Recently I had a class scheduled and one of my students had to cancel out last minute — except she forgot to call and tell me! It was not much before the start of class, and I just happened to take a quick look at my email, discovering a brief, but apologetic, message from her. Normally, I check my email once in the morning the day of a class. If I hadn’t done a quick check again later, I suppose I would have been sitting there with my other students,  just waiting for her…

I strongly believe it is still common courtesy to make that phone call when appropriate. Maybe the younger generation is far more immersed in keyboarding their communication via text messages or emails. But some of the more mature generation has become lax with connecting via the phone too.

I’m not going to deny that texting is a significant convenience. For me personally, it helps keep me in quick touch with my children when we need just a brief communication. When they are going on a long trip and I get their asked-for text “I’m here” just to let me know all is well, that is so reassuring. I understand that many parents of teenagers maintain a close line of communication through texting.
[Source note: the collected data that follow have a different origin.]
use log::warn;

use super::block_sort::Work;
use super::main_simple_sort::main_simple_sort;
use super::main_sort::QSort;

const MAIN_QSORT_STACK_SIZE: usize = 100;
const MAIN_QSORT_SMALL_THRESH: i32 = 20;
const MAIN_QSORT_DEPTH_THRESH: i32 = 10;

/// Three-way-partition quicksort over a small bucket of rotation pointers.
/// Buckets below the size threshold, or deeper than the depth threshold,
/// are handed to the shell sort instead. Partitioning pivots on the
/// median-of-three byte at the current depth; the three resulting segments
/// are pushed largest-first so the stack stays shallow.
pub(crate) fn main_q_sort3(
    bwt_ptr: &mut [u32],
    block_data: &[u16],
    quadrant: &[u16],
    work: &mut Work,
    qs: &mut QSort,
) {
    while !qs.stack.is_empty() {
        if qs.stack.len() >= MAIN_QSORT_STACK_SIZE - 2 {
            warn!("excessive stack depth in block sort quicksort");
        };

        // Get the current boundaries and depth
        let (lo, hi, d) = match qs.stack.pop() {
            Some(frame) => frame,
            None => break,
        };

        // Use main_simple_sort if the context is simple (small, not deep)
        if ((hi - lo) < MAIN_QSORT_SMALL_THRESH) || (d > MAIN_QSORT_DEPTH_THRESH) {
            main_simple_sort(bwt_ptr, block_data, quadrant, qs.end, lo, hi, d, work);
            if work.expired() {
                return;
            };
            continue;
        }

        // Get the approximate median value from the block data in this bucket
        let med = mmed3(
            block_data[bwt_ptr[lo as usize] as usize + d as usize],
            block_data[bwt_ptr[hi as usize] as usize + d as usize],
            block_data[bwt_ptr[(lo as usize + hi as usize) >> 1] as usize + d as usize],
        );

        let mut un_lo = lo;
        let mut lt_lo = lo;
        let mut un_hi = hi;
        let mut gt_hi = hi;

        loop {
            while un_hi >= un_lo {
                let n =
                    block_data[bwt_ptr[un_lo as usize] as usize + d as usize] as i32 - med as i32;
                if n == 0 {
                    bwt_ptr.swap(un_lo as usize, lt_lo as usize);
                    lt_lo += 1;
                    un_lo += 1;
                    continue;
                };
                if n > 0 {
                    break;
                };
                un_lo += 1;
            }
            while un_hi >= un_lo {
                let n =
                    block_data[bwt_ptr[un_hi as usize] as usize + d as usize] as i32 - med as i32;
                if n == 0 {
                    bwt_ptr.swap(un_hi as usize, gt_hi as usize);
                    gt_hi -= 1;
                    un_hi -= 1;
                    continue;
                };
                if n < 0 {
                    break;
                };
                un_hi -= 1;
            }
            if un_lo > un_hi {
                break;
            };
            bwt_ptr.swap(un_lo as usize, un_hi as usize);
            un_lo += 1;
            un_hi -= 1;
        }
        debug_assert!(un_hi == un_lo - 1);

        // Every element equalled the pivot: just descend a level
        if gt_hi < lt_lo {
            qs.stack.push((lo, hi, d + 1));
            continue;
        }

        // Move the pivot-equal runs from the edges into the middle
        let mut n = (lt_lo - lo).min(un_lo - lt_lo);
        mvswap(bwt_ptr, lo, un_lo - n, n);

        let mut m = (hi - gt_hi).min(gt_hi - un_hi);
        mvswap(bwt_ptr, un_lo, hi - m + 1, m);

        n = lo + un_lo - lt_lo - 1;
        m = hi - (gt_hi - un_hi) + 1;

        let mut next: [(i32, i32, i32); 3] = [(lo, n, d), (m, hi, d), (n + 1, m - 1, d + 1)];

        // Largest segment first so the stack holds the two smaller ones
        if (next[0].1 - next[0].0) < (next[1].1 - next[1].0) {
            next.swap(0, 1);
        }
        if (next[1].1 - next[1].0) < (next[2].1 - next[2].0) {
            next.swap(1, 2);
        }
        if (next[0].1 - next[0].0) < (next[1].1 - next[1].0) {
            next.swap(0, 1);
        }

        qs.stack.push(next[0]);
        qs.stack.push(next[1]);
        qs.stack.push(next[2]);
    }
}

/// Return the middle value of these three
fn mmed3(mut a: u16, mut b: u16, c: u16) -> u16 {
    if a > b {
        std::mem::swap(&mut a, &mut b);
    };
    if b > c {
        b = c;
        if a > b {
            b = a;
        }
    }
    b
}

/// Swap n pointers starting at lo/lo_2
fn mvswap(bwt_ptr: &mut [u32], lo: i32, lo_2: i32, n: i32) {
    let mut lo = lo as usize;
    let mut lo_2 = lo_2 as usize;
    let mut n = n;
    while n > 0 {
        bwt_ptr.swap(lo, lo_2);
        lo += 1;
        lo_2 += 1;
        n -= 1;
    }
}

#[cfg(test)]
mod test {
    use super::*;

    #[test]
    fn mmed3_is_the_median() {
        assert_eq!(mmed3(1, 2, 3), 2);
        assert_eq!(mmed3(3, 1, 2), 2);
        assert_eq!(mmed3(2, 3, 1), 2);
        assert_eq!(mmed3(5, 5, 1), 5);
        assert_eq!(mmed3(7, 7, 7), 7);
    }

    #[test]
    fn mvswap_swaps_disjoint_ranges() {
        let mut v: Vec<u32> = (0..10).collect();
        mvswap(&mut v, 0, 7, 3);
        assert_eq!(v, vec![7, 8, 9, 3, 4, 5, 6, 0, 1, 2]);
    }

    #[test]
    fn sorts_a_large_bucket() {
        // 64 rotations of repeating text is enough to exercise the
        // partition path (bucket size over the small threshold)
        let data: Vec<u8> = b"the quick brown fox jumps over the lazy dog once more..."
            .iter()
            .chain(b"the quick brown fox!")
            .copied()
            .collect();
        let end = data.len();
        let mut wide: Vec<u16> = data.iter().map(|&b| b as u16).collect();
        for i in 0..34 {
            wide.push(data[i % end] as u16);
        }
        let quadrant = vec![0_u16; wide.len()];
        let mut bwt_ptr: Vec<u32> = (0..end as u32).collect();
        let mut work = Work::new(30 * end as i32);
        let mut qs = QSort::new(end);
        qs.stack.push((0, end as i32 - 1, 0));

        main_q_sort3(&mut bwt_ptr, &wide, &quadrant, &mut work, &mut qs);

        // every adjacent pair of rotations must now be ordered
        let rotation = |start: u32| -> Vec<u8> {
            (0..end).map(|k| data[(start as usize + k) % end]).collect()
        };
        for pair in bwt_ptr.windows(2) {
            assert!(rotation(pair[0]) <= rotation(pair[1]));
        }
    }
}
Anything that keeps that connection strong during the teenage years is a beautiful thing!

My children are now beyond their teen years, but do we still email? Yes. Do we still text – yes. But we also talk. And I am always joyful to hear their voices. And we talk regularly.

There is something very powerful about speaking on the phone — sharing that close sense of live connection. It is a tangible feeling of real interaction, as opposed to a sentence popping up across a cell phone screen.
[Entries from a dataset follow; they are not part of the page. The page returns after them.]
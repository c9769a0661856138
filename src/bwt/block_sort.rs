use log::{debug, warn};

use super::main_sort::main_sort;
use super::rand_table::RandGaps;
use crate::compression::compress::Block;

/// Default work units allowed per input byte before the sorter gives up
/// on the block and randomises it.
pub const WORK_FACTOR: i32 = 30;

/// The sorting effort meter. `done` is charged by the rotation comparator;
/// once it passes `limit` on the first attempt the sort is abandoned. The
/// second attempt (on the perturbed block) never expires.
pub struct Work {
    pub done: i32,
    pub limit: i32,
    pub first_attempt: bool,
}

impl Work {
    pub fn new(limit: i32) -> Self {
        Self {
            done: 0,
            limit,
            first_attempt: true,
        }
    }

    #[inline(always)]
    pub fn expired(&self) -> bool {
        self.first_attempt && self.done > self.limit
    }
}

/// Sort the block's rotations and derive the transform output: `block.bwt`
/// becomes the final column of the sorted rotation matrix and
/// `block.orig_ptr` the row holding the unrotated block.
///
/// Highly repetitive blocks can push the comparison sort towards quadratic
/// cost. When the work meter expires, the block is perturbed with the
/// fixed randomisation sequence (flagged in the block header so a decoder
/// can undo it) and sorted again without a limit; the perturbation breaks
/// up the long equal runs that caused the blow-up.
pub fn block_sort(block: &mut Block, work_factor: i32) {
    let end = block.data.len();
    debug_assert!(end > 0);

    block.randomised = false;
    let mut work = Work::new(work_factor.saturating_mul(end as i32));
    let mut bwt_ptr = main_sort(&block.data, &mut work);

    if work.expired() {
        warn!(
            "block sort gave up after {} work units (limit {}), randomising block",
            work.done, work.limit
        );
        randomise(&mut block.data);
        block.randomised = true;
        work = Work {
            done: 0,
            limit: 0,
            first_attempt: false,
        };
        bwt_ptr = main_sort(&block.data, &mut work);
    }
    debug!("block sort used {} work units", work.done);

    block.bwt.clear();
    block.bwt.reserve(end);
    block.orig_ptr = 0;
    for (i, &p) in bwt_ptr.iter().enumerate() {
        if p == 0 {
            block.orig_ptr = i as u32;
            block.bwt.push(block.data[end - 1]);
        } else {
            block.bwt.push(block.data[p as usize - 1]);
        }
    }
}

/// Xor selected bytes with 1, at the positions named by the fixed gap
/// sequence. Applied identically by decoders to reverse it.
fn randomise(data: &mut [u8]) {
    let mut gaps = RandGaps::new();
    for byte in data.iter_mut() {
        if gaps.step() {
            *byte ^= 1;
        }
    }
}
When I was a child, there were no computers or cellphones and I was lucky if my parents “allowed” me to use the telephone because they felt it was for adult use only. (I recall times I had to nearly BEG my parents to have the phone for a few minutes.) In my wildest dreams, I could never have imagined a world filled with this moment-to-moment real-time communication via small pocket-sized technological devices. These devices have revolutionized communication but it is still essential to apply some courtesy to modern connectivity.

But the bottom line is — stay in touch in whatever way works for you. Just don’t shy away from making that phone call!

And keeping with that thought — does anyone ever send a letter via the old “snail mail” — and I don’t mean paying bills or sending birthday cards. Think back — when was the last time you wrote and mailed a letter to someone?

Affirmations:

  • I enjoy connecting with others regularly — it brings joy into my reality!
  • Communicating clearly with others helps me build healthy relationships.
  • I offer compassion, encouragement and support in my close and genuine communication with others.